Another issue is the citation by Deusch and colleagues (1) of a study wherein Hextend® administration resulted in enhanced hemostasis assessed by thrombelastography (decreased R time) in a rabbit model of hemorrhagic shock (2). Deusch et al. (1) in their discussion imply that our findings were explained by calcium contained in Hextend®—a conclusion that is not true, as Hextend® decreased endogenous heparinoid release and did not affect blood calcium concentration (2). In fact, there has never been a significant change in blood calcium concentration documented in any of our in vivo rabbit studies involving hemodilution (3,4). However, while 40% dilution with Hextend® did not change R values (3), 75% dilution did significantly decrease R values in rabbits (4).
Vance G. Nielsen, MD
Department of Anesthesiology; The University of Alabama at Birmingham; Birmingham, AL; firstname.lastname@example.org
1. Deusch E, Thaler U, Kozek-Langenecker SA. The effects of high molecular weight hydroxyethyl starch solutions on platelets. Anesth Analg 2004;99:665–8.
2. Nielsen VG. Resuscitation with Hextend® decreases endogenous circulating heparin activity and accelerates clot initiation after hemorrhage in the rabbit. Anesth Analg 2001;93:1106–10.

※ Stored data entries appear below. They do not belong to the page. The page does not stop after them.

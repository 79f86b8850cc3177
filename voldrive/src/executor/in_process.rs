//! In-process isolation: the executor runs on its own task.

use serde_json::Value;
use tokio::task::{AbortHandle, JoinError};
use voldrive_shared::errors::{VoldriveError, VoldriveResult};
use voldrive_shared::executor::ExecutorOp;

use super::{ExecutorRegistry, execute};
use crate::config::Config;
use crate::context::Context;

/// Aborts the task when the invocation future is dropped early.
struct AbortOnDrop(AbortHandle);

impl Drop for AbortOnDrop {
    fn drop(&mut self) {
        self.0.abort();
    }
}

pub(super) async fn run(
    registry: &ExecutorRegistry,
    ctx: &Context,
    driver: &str,
    config: Config,
    op: ExecutorOp,
) -> VoldriveResult<Value> {
    let executor = registry.new_executor(driver)?;
    let operation = op.name();

    let task_ctx = ctx.clone();
    let mut task = tokio::spawn(async move {
        execute(executor.as_ref(), &task_ctx, &config, &op).await
    });
    let _guard = AbortOnDrop(task.abort_handle());

    let joined = tokio::select! {
        biased;
        _ = ctx.done() => None,
        joined = &mut task => Some(joined),
    };

    match joined {
        Some(Ok(result)) => result,
        Some(Err(e)) => Err(join_error(driver, operation, e)),
        None => {
            task.abort();
            // Wait for the abort to land so nothing keeps running.
            let _ = task.await;
            Err(ctx
                .err_for(&format!("executor {} {}", driver, operation))
                .unwrap_or_else(|| VoldriveError::Cancelled(driver.to_string())))
        }
    }
}

fn join_error(driver: &str, operation: &str, e: JoinError) -> VoldriveError {
    let diagnostics = if e.is_panic() {
        let payload = e.into_panic();
        payload
            .downcast_ref::<&str>()
            .map(|s| s.to_string())
            .or_else(|| payload.downcast_ref::<String>().cloned())
            .unwrap_or_else(|| "non-string panic payload".to_string())
    } else {
        e.to_string()
    };
    VoldriveError::ExecutorFailed {
        executor: driver.to_string(),
        operation: operation.to_string(),
        status: None,
        message: "executor task did not complete".to_string(),
        diagnostics,
    }
}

3. McCammon AT, Wright JP, Figueroa M, Nielsen VG. Hemodilution with albumin, but not Hextend®, results in hypercoagulability as assessed by thrombelastography in rabbits: role of heparin-dependent serpins and factor VIII complex. Anesth Analg 2002;95:844–50.
4. Nielsen VG, Baird MS. Extreme hemodilution in rabbits: an in vitro
and in vivo
thrombelastographic analysis. Anesth Analg 2000;90:541–5.